06:47 20-02-2026

水素自動車の販売減少とインフラ問題:現状と未来

2021年から2025年にかけて日本の水素自動車販売が83%急落、水素ステーション網の縮小が背景に。補助金や価格比較、現代自動車の新モデル計画も解説。

日本の水素自動車の販売台数は、2021年から2025年にかけて83%急落し、年間わずか431台となった。この減少の背景には、水素ステーション網の縮小がある。現在、国内で稼働している水素ステーションは149カ所のみで、5年前から10%減少しており、計画されていた320カ所には遠く及ばない。

標準的なアクセシビリティ指標によると、日本の国土面積の約90%は、半径15キロメートル圏内に水素ステーションが存在しない。1500以上の自治体にはステーションがまったくなく、既存の給油拠点の約70%は午後5時までに閉鎖されるため、利便性がさらに制限されている。

水素ステーション1カ所の建設には約5億円(約330万ドル)かかるが、利用率は依然として低い。東京では、ある事業者が1日平均5台のバスに給油していると報告しており、採算ラインとされる1日10台には届かない状況だ。

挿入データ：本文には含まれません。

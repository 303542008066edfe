use futures_util::{SinkExt, StreamExt};
use tagrpc_frame::{FrameError, TagCodec};
use tagrpc_transport::TcpEndpoint;
use tokio::net::TcpStream;
use tokio_util::codec::Framed;
use tokio_util::sync::CancellationToken;
use tracing::{info, warn};

use crate::cmd::EchoArgs;
use crate::exit::{transport_error, CliResult, SUCCESS};
use crate::output::{print_listening, OutputFormat};

pub async fn run(args: EchoArgs, format: OutputFormat) -> CliResult<i32> {
    let endpoint = TcpEndpoint::bind(&args.addr)
        .await
        .map_err(|err| transport_error("bind failed", err))?;
    info!(addr = %endpoint.local_addr(), "echo peer listening");
    print_listening(endpoint.local_addr(), format);

    let shutdown = CancellationToken::new();
    install_ctrlc_handler(shutdown.clone());

    let mut echoed = 0usize;
    while !args.count.is_some_and(|limit| echoed >= limit) {
        let stream = tokio::select! {
            _ = shutdown.cancelled() => break,
            accepted = endpoint.accept() => {
                accepted.map_err(|err| transport_error("accept failed", err))?
            }
        };
        let peer = stream.peer_addr();
        info!(%peer, "peer connected");

        let remaining = args.count.map(|limit| limit - echoed);
        let mut frames = Framed::new(stream.into_inner(), TagCodec::new());
        echoed += reflect(&mut frames, &shutdown, remaining).await;
        info!(%peer, echoed, "peer done");
    }

    Ok(SUCCESS)
}

/// Send every frame back on its own tag until the peer goes away, `limit`
/// frames have been echoed, or shutdown is requested.
async fn reflect(
    frames: &mut Framed<TcpStream, TagCodec>,
    shutdown: &CancellationToken,
    limit: Option<usize>,
) -> usize {
    let mut echoed = 0usize;
    while !limit.is_some_and(|limit| echoed >= limit) {
        let next = tokio::select! {
            _ = shutdown.cancelled() => break,
            next = frames.next() => next,
        };

        // A misbehaving peer ends its own session, never the echo process.
        let frame = match next {
            Some(Ok(frame)) => frame,
            Some(Err(FrameError::ConnectionClosed)) | None => break,
            Some(Err(err)) => {
                warn!(error = %err, "dropping peer after receive error");
                break;
            }
        };

        info!(tag = frame.tag, size = frame.payload.len(), "echoing frame");
        if let Err(err) = frames.send(frame).await {
            warn!(error = %err, "echo send failed, dropping peer");
            break;
        }
        echoed += 1;
    }
    echoed
}

fn install_ctrlc_handler(shutdown: CancellationToken) {
    tokio::spawn(async move {
        match tokio::signal::ctrl_c().await {
            Ok(()) => shutdown.cancel(),
            Err(err) => warn!(error = %err, "signal handler setup failed"),
        }
    });
}
use std::time::Duration;

use tagrpc_filter::FilterError;
use tagrpc_frame::FrameError;
use tagrpc_transport::TransportError;

/// Errors that can occur while establishing a connection.
#[derive(Debug, thiserror::Error)]
pub enum ConnectError {
    /// Resolution, refusal, unreachable address or connect timeout.
    #[error("transport error: {0}")]
    Transport(#[from] TransportError),

    /// The connection configuration is unusable.
    #[error("invalid connection config: {0}")]
    InvalidConfig(String),
}

/// Errors surfaced to a single `call()`.
#[derive(Debug, thiserror::Error)]
pub enum CallError {
    /// The connection was or became closed while the call was outstanding.
    #[error("connection closed")]
    ConnectionClosed,

    /// An outbound or inbound filter stage failed for this call's payload.
    #[error("filter error: {0}")]
    Filter(#[from] FilterError),

    /// The call's frame could not be encoded.
    #[error("frame error: {0}")]
    Frame(#[from] FrameError),

    /// No response arrived within the configured per-call timeout.
    #[error("call timed out after {0:?}")]
    Timeout(Duration),

    /// The tag already has an outstanding registration.
    #[error("tag {0} already has an outstanding call")]
    TagInUse(u32),
}

/// Errors from a typed method invocation.
#[derive(Debug, thiserror::Error)]
pub enum MethodError {
    /// The underlying call failed.
    #[error(transparent)]
    Call(#[from] CallError),

    /// The request could not be turned into payload bytes.
    #[error("request encode failed: {0}")]
    Encode(String),

    /// The response payload could not be turned into the response type.
    #[error("response decode failed: {0}")]
    Decode(String),
}

pub type Result<T> = std::result::Result<T, CallError>;
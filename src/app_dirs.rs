use directories::ProjectDirs;
use std::path::PathBuf;

/// Centralized application directory resolution
pub struct AppDirs;

impl AppDirs {
    pub fn db_path() -> Option<PathBuf> {
        if let Ok(home) = std::env::var("HOME") {
            let state_dir = PathBuf::from(home)
                .join(".local")
                .join("state")
                .join("blink");
            Some(state_dir.join("best.db"))
        } else {
            ProjectDirs::from("", "", "blink")
                .map(|proj_dirs| proj_dirs.data_local_dir().join("best.db"))
        }
    }

    pub fn fallback_store_path() -> Option<PathBuf> {
        if let Ok(home) = std::env::var("HOME") {
            let state_dir = PathBuf::from(home)
                .join(".local")
                .join("state")
                .join("blink");
            Some(state_dir.join("best.json"))
        } else {
            ProjectDirs::from("", "", "blink")
                .map(|proj_dirs| proj_dirs.data_local_dir().join("best.json"))
        }
    }

    pub fn config_path() -> Option<PathBuf> {
        ProjectDirs::from("", "", "blink").map(|proj_dirs| proj_dirs.config_dir().join("config.json"))
    }
}
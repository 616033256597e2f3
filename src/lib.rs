// Library surface for headless/integration tests and reuse.
// Keep this lean to avoid coupling to bin-only types in main.rs.
pub mod app_dirs;
pub mod config;
pub mod game;
pub mod runtime;
pub mod store;
pub mod util;
use crate::app_dirs::AppDirs;
use crate::game::BEST_TIME_KEY;
use crate::runtime::GameEvent;
use chrono::Local;
use rusqlite::{params, Connection};
use std::collections::BTreeMap;
use std::fs;
use std::path::{Path, PathBuf};
use std::sync::mpsc::{self, Sender};
use std::thread::{self, JoinHandle};
use thiserror::Error;

#[derive(Debug, Error)]
pub enum StoreError {
    #[error("sqlite error: {0}")]
    Sqlite(#[from] rusqlite::Error),
    #[error("io error: {0}")]
    Io(#[from] std::io::Error),
    #[error("malformed value for key {key}: {value:?}")]
    Malformed { key: String, value: String },
    #[error("encoding error: {0}")]
    Encoding(#[from] serde_json::Error),
}

/// Minimal key-value surface the game persists through. Values are the
/// textual/JSON encoding of a single scalar per key.
pub trait KeyValueStore: Send {
    fn get(&self, key: &str) -> Result<Option<String>, StoreError>;
    fn set(&mut self, key: &str, value: &str) -> Result<(), StoreError>;
}

/// Durable backend: a tiny sqlite table keyed by name.
#[derive(Debug)]
pub struct SqliteStore {
    conn: Connection,
}

impl SqliteStore {
    pub fn open<P: AsRef<Path>>(path: P) -> Result<Self, StoreError> {
        if let Some(parent) = path.as_ref().parent() {
            fs::create_dir_all(parent)?;
        }
        let conn = Connection::open(path)?;
        conn.execute(
            r#"
            CREATE TABLE IF NOT EXISTS best_times (
                key TEXT PRIMARY KEY,
                value TEXT NOT NULL,
                saved_at TEXT NOT NULL
            )
            "#,
            [],
        )?;
        Ok(SqliteStore { conn })
    }

    pub fn open_default() -> Result<Self, StoreError> {
        let path = AppDirs::db_path().unwrap_or_else(|| PathBuf::from("blink_best.db"));
        Self::open(path)
    }
}

impl KeyValueStore for SqliteStore {
    fn get(&self, key: &str) -> Result<Option<String>, StoreError> {
        let mut stmt = self
            .conn
            .prepare("SELECT value FROM best_times WHERE key = ?1")?;
        let mut rows = stmt.query_map([key], |row| row.get::<_, String>(0))?;
        match rows.next() {
            Some(value) => Ok(Some(value?)),
            None => Ok(None),
        }
    }

    fn set(&mut self, key: &str, value: &str) -> Result<(), StoreError> {
        self.conn.execute(
            r#"
            INSERT INTO best_times (key, value, saved_at)
            VALUES (?1, ?2, ?3)
            ON CONFLICT(key) DO UPDATE SET value = excluded.value, saved_at = excluded.saved_at
            "#,
            params![key, value, Local::now().to_rfc3339()],
        )?;
        Ok(())
    }
}

/// Fallback backend when sqlite is unavailable: a flat JSON object file.
#[derive(Debug, Clone)]
pub struct JsonFileStore {
    path: PathBuf,
}

impl JsonFileStore {
    pub fn new<P: AsRef<Path>>(path: P) -> Self {
        Self {
            path: path.as_ref().to_path_buf(),
        }
    }

    pub fn open_default() -> Self {
        let path =
            AppDirs::fallback_store_path().unwrap_or_else(|| PathBuf::from("blink_best.json"));
        Self::new(path)
    }

    fn read_map(&self) -> BTreeMap<String, String> {
        if let Ok(bytes) = fs::read(&self.path) {
            if let Ok(map) = serde_json::from_slice::<BTreeMap<String, String>>(&bytes) {
                return map;
            }
        }
        BTreeMap::new()
    }
}

impl KeyValueStore for JsonFileStore {
    fn get(&self, key: &str) -> Result<Option<String>, StoreError> {
        Ok(self.read_map().get(key).cloned())
    }

    fn set(&mut self, key: &str, value: &str) -> Result<(), StoreError> {
        let mut map = self.read_map();
        map.insert(key.to_string(), value.to_string());
        if let Some(parent) = self.path.parent() {
            fs::create_dir_all(parent)?;
        }
        fs::write(&self.path, serde_json::to_vec_pretty(&map)?)?;
        Ok(())
    }
}

/// Pick a backend once at startup. Durable sqlite when it opens, the JSON
/// fallback otherwise; the choice is invisible to the game.
pub fn open_default(force_fallback: bool) -> Box<dyn KeyValueStore> {
    if !force_fallback {
        if let Ok(store) = SqliteStore::open_default() {
            return Box::new(store);
        }
    }
    Box::new(JsonFileStore::open_default())
}

/// Best-time accessor over any backend. The stored value is the latency in
/// whole milliseconds, round-tripped through JSON.
pub struct BestTimeStore {
    inner: Box<dyn KeyValueStore>,
}

impl BestTimeStore {
    pub fn new(inner: Box<dyn KeyValueStore>) -> Self {
        Self { inner }
    }

    pub fn load_best(&self) -> Result<Option<u64>, StoreError> {
        match self.inner.get(BEST_TIME_KEY)? {
            None => Ok(None),
            Some(raw) => match serde_json::from_str::<u64>(&raw) {
                Ok(ms) => Ok(Some(ms)),
                Err(_) => Err(StoreError::Malformed {
                    key: BEST_TIME_KEY.to_string(),
                    value: raw,
                }),
            },
        }
    }

    pub fn save_best(&mut self, ms: u64) -> Result<(), StoreError> {
        let encoded = serde_json::to_string(&ms)?;
        self.inner.set(BEST_TIME_KEY, &encoded)
    }
}

/// Fire-and-forget persistence worker. Hydration runs here and is delivered
/// back to the event loop as `GameEvent::BestLoaded`; saves are queued and
/// never block or gate a state transition. A failed read degrades to "no
/// best recorded", a failed write is dropped.
pub struct Persister {
    tx: Sender<u64>,
    handle: JoinHandle<()>,
}

impl Persister {
    pub fn spawn(mut store: BestTimeStore, events: Sender<GameEvent>) -> Self {
        let (tx, rx) = mpsc::channel::<u64>();

        let handle = thread::spawn(move || {
            let loaded = store.load_best().unwrap_or(None);
            let _ = events.send(GameEvent::BestLoaded(loaded));

            while let Ok(ms) = rx.recv() {
                let _ = store.save_best(ms);
            }
        });

        Self { tx, handle }
    }

    pub fn save(&self, ms: u64) {
        let _ = self.tx.send(ms);
    }

    /// Drain queued saves and stop the worker. Called on app teardown.
    pub fn shutdown(self) {
        drop(self.tx);
        let _ = self.handle.join();
    }
}
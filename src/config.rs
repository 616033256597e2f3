use crate::app_dirs::AppDirs;
use crate::game::Timing;
use serde::{Deserialize, Serialize};
use std::fs;
use std::path::{Path, PathBuf};
use std::time::Duration;

/// Round durations in milliseconds, loaded from the config file and
/// overridable per run from the CLI.
#[derive(Debug, Clone, Copy, Serialize, Deserialize, PartialEq, Eq)]
pub struct Config {
    pub min_delay_ms: u64,
    pub max_delay_ms: u64,
    pub reaction_timeout_ms: u64,
    pub penalty_duration_ms: u64,
    pub result_duration_ms: u64,
}

impl Default for Config {
    fn default() -> Self {
        Self {
            min_delay_ms: 1000,
            max_delay_ms: 4000,
            reaction_timeout_ms: 2000,
            penalty_duration_ms: 1500,
            result_duration_ms: 3000,
        }
    }
}

impl Config {
    pub fn timing(&self) -> Timing {
        Timing {
            min_delay: Duration::from_millis(self.min_delay_ms),
            max_delay: Duration::from_millis(self.max_delay_ms.max(self.min_delay_ms)),
            reaction_timeout: Duration::from_millis(self.reaction_timeout_ms),
            penalty_duration: Duration::from_millis(self.penalty_duration_ms),
            result_duration: Duration::from_millis(self.result_duration_ms),
        }
    }
}

pub trait ConfigStore {
    fn load(&self) -> Config;
    fn save(&self, cfg: &Config) -> std::io::Result<()>;
}

#[derive(Debug, Clone)]
pub struct FileConfigStore {
    path: PathBuf,
}

impl FileConfigStore {
    #[allow(clippy::new_without_default)]
    pub fn new() -> Self {
        let path = AppDirs::config_path().unwrap_or_else(|| PathBuf::from("blink_config.json"));
        Self { path }
    }

    pub fn with_path<P: AsRef<Path>>(p: P) -> Self {
        Self {
            path: p.as_ref().to_path_buf(),
        }
    }
}

impl Default for FileConfigStore {
    fn default() -> Self {
        Self::new()
    }
}

impl ConfigStore for FileConfigStore {
    fn load(&self) -> Config {
        if let Ok(bytes) = fs::read(&self.path) {
            if let Ok(cfg) = serde_json::from_slice::<Config>(&bytes) {
                return cfg;
            }
        }
        Config::default()
    }

    fn save(&self, cfg: &Config) -> std::io::Result<()> {
        if let Some(parent) = self.path.parent() {
            fs::create_dir_all(parent)?;
        }
        let data = serde_json::to_vec_pretty(cfg).unwrap_or_default();
        fs::write(&self.path, data)
    }
}
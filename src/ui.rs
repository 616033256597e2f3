use ratatui::{
    buffer::Buffer,
    layout::{Alignment, Constraint, Direction, Layout, Rect},
    style::{Color, Modifier, Style},
    text::Span,
    widgets::{Paragraph, Widget},
};

use crate::game::{GameSession, GameState};
use crate::util::format_best;

const VERTICAL_MARGIN: u16 = 2;

impl Widget for &GameSession {
    fn render(self, area: Rect, buf: &mut Buffer) {
        let fields = self.display();

        let accent = if fields.highlight {
            Color::Green
        } else if self.state() == GameState::Penalty {
            Color::Red
        } else {
            Color::Gray
        };

        let bold = Style::default().add_modifier(Modifier::BOLD);
        let status_style = bold.fg(accent);
        let readout_style = bold.fg(accent).add_modifier(Modifier::REVERSED);
        let dim_italic = Style::default().add_modifier(Modifier::DIM | Modifier::ITALIC);

        let chunks = Layout::default()
            .direction(Direction::Vertical)
            .vertical_margin(VERTICAL_MARGIN)
            .constraints(
                [
                    Constraint::Min(0),
                    Constraint::Length(1),
                    Constraint::Length(1),
                    Constraint::Length(1),
                    Constraint::Length(1),
                    Constraint::Min(0),
                    Constraint::Length(1),
                ]
                .as_ref(),
            )
            .split(area);

        Paragraph::new(Span::styled(fields.status, status_style))
            .alignment(Alignment::Center)
            .render(chunks[1], buf);

        // the readout only carries the reversed block style while armed or
        // showing a scored result, so the "go" moment reads as a color flip
        let readout_style = if fields.highlight {
            readout_style
        } else {
            status_style
        };
        Paragraph::new(Span::styled(fields.readout, readout_style))
            .alignment(Alignment::Center)
            .render(chunks[2], buf);

        Paragraph::new(Span::styled(format_best(self.best_ms()), dim_italic))
            .alignment(Alignment::Center)
            .render(chunks[4], buf);

        Paragraph::new(Span::styled("(space) trigger / (esc) quit", dim_italic))
            .alignment(Alignment::Center)
            .render(chunks[6], buf);
    }
}
/// Format a millisecond latency as seconds with three decimals, e.g. "0.180s".
pub fn format_seconds(ms: u64) -> String {
    format!("{:.3}s", ms as f64 / 1000.0)
}

/// Best-time footer text; "Best: --" until a round has been recorded.
pub fn format_best(best: Option<u64>) -> String {
    match best {
        Some(ms) => format!("Best: {}", format_seconds(ms)),
        None => "Best: --".to_string(),
    }
}
use crate::ranges::Ranges;
use crate::{Bucket, Bucketizer, BuildError, Config, Error, Value};

use log::{debug, error, warn};
use xxhash_rust::xxh64::Xxh64;

/// Builds an `XxHashBucketizer`, rejecting bucket sets that could never
/// resolve a value.
pub struct Builder {
    config: Config,
}

impl Builder {
    pub fn new(seed: impl Into<String>) -> Self {
        Self {
            config: Config::new(seed, Vec::new()),
        }
    }

    /// Append a bucket. Buckets are assigned ranges in the order they are
    /// added.
    pub fn bucket(mut self, name: impl Into<String>, weight: u32) -> Self {
        self.config.buckets.push(Bucket::new(name, weight));
        self
    }

    pub fn buckets<I>(mut self, buckets: I) -> Self
    where
        I: IntoIterator,
        I::Item: Into<Bucket>,
    {
        self.config
            .buckets
            .extend(buckets.into_iter().map(Into::into));
        self
    }

    /// # Errors
    /// * `BuildError::NoBuckets` if no buckets were added
    /// * `BuildError::ZeroWeight` if every bucket has zero weight
    pub fn build(self) -> Result<XxHashBucketizer, BuildError> {
        self.config.validate()?;

        Ok(XxHashBucketizer::from_config(self.config))
    }
}

impl From<Config> for Builder {
    fn from(config: Config) -> Self {
        Self { config }
    }
}

/// Assigns values to weighted buckets using xxHash64.
///
/// A value is hashed together with the seed, the digest is reduced modulo the
/// total weight, and the bucket whose range contains the remainder is
/// returned. The assignment only depends on the value, the seed, and the
/// ordered bucket weights, so it is stable across processes and restarts.
///
/// The bucketizer is immutable once built and can be shared between threads,
/// eg: behind an `Arc`.
#[derive(Clone, Debug)]
pub struct XxHashBucketizer {
    pub(crate) buckets: Box<[Bucket]>,
    pub(crate) ranges: Ranges,
    pub(crate) seed: Box<[u8]>,
}

impl XxHashBucketizer {
    /// Construct a new bucketizer from a seed and an ordered list of buckets.
    ///
    /// This never fails. A bucket set with zero total weight (including an
    /// empty one) is accepted here and every call to `bucket()` on it will
    /// return `Error::ZeroWeight`. Use `Builder` to reject such sets up front.
    pub fn new<I>(seed: &str, buckets: I) -> Self
    where
        I: IntoIterator,
        I::Item: Into<Bucket>,
    {
        let buckets = buckets.into_iter().map(Into::into).collect();
        Self::from_config(Config::new(seed, buckets))
    }

    pub(crate) fn from_config(config: Config) -> Self {
        let ranges = Ranges::new(&config.buckets);

        if ranges.weight_sum() == 0 {
            warn!(
                "bucketizer has zero total weight across {} buckets, values cannot be assigned",
                config.buckets.len()
            );
        } else {
            debug!(
                "bucketizer built with {} buckets and total weight {}",
                config.buckets.len(),
                ranges.weight_sum()
            );
        }

        Self {
            buckets: config.buckets.into(),
            ranges,
            seed: config.seed.into_bytes().into(),
        }
    }

    pub fn buckets(&self) -> &[Bucket] {
        &self.buckets
    }

    pub fn seed(&self) -> &[u8] {
        &self.seed
    }

    pub fn weight_sum(&self) -> u64 {
        self.ranges.weight_sum()
    }

    /// The cumulative boundaries, one more than the number of buckets.
    pub fn ranges(&self) -> &[u64] {
        self.ranges.as_slice()
    }

    /// Resolve a value directly to its `Bucket`.
    pub fn get<'a, V: Into<Value<'a>>>(&self, value: V) -> Result<&Bucket, Error> {
        let index = self.bucket(value)?;
        Ok(&self.buckets[index])
    }

    /// xxHash64 (seed 0) over `value ++ seed`. The two parts are streamed into
    /// the hasher so the caller's buffer is never appended to.
    fn digest(&self, value: &[u8]) -> u64 {
        let mut hasher = Xxh64::new(0);
        hasher.update(value);
        hasher.update(&self.seed);
        hasher.digest()
    }
}

impl Bucketizer for XxHashBucketizer {
    fn bucket_bytes(&self, value: &[u8]) -> Result<usize, Error> {
        let weight_sum = self.ranges.weight_sum();
        if weight_sum == 0 {
            return Err(Error::ZeroWeight);
        }

        let remainder = self.digest(value) % weight_sum;

        match self.ranges.index_of(remainder) {
            Some(index) => Ok(index),
            None => {
                error!(
                    "remainder {} not covered by bucket ranges {:?}",
                    remainder,
                    self.ranges.as_slice()
                );
                Err(Error::Inconsistent { remainder })
            }
        }
    }
}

4月から、燃料電池自動車(FCEV)購入に対する最大補助金は、150万円から105万円に引き下げられる一方、電気自動車(BEV)への支援は130万円に引き上げられる。一方、トヨタ・ミライの価格は741万円から、ホンダ・CR-V e:FCEVは833万円からとなっているが、都市型電気自動車は約200万円から購入可能だ。

こうした低迷にもかかわらず、現代自動車は2026年前半に日本で次世代水素自動車「Nexo」を発売する計画で、航続距離は826キロメートルを超えるとしている。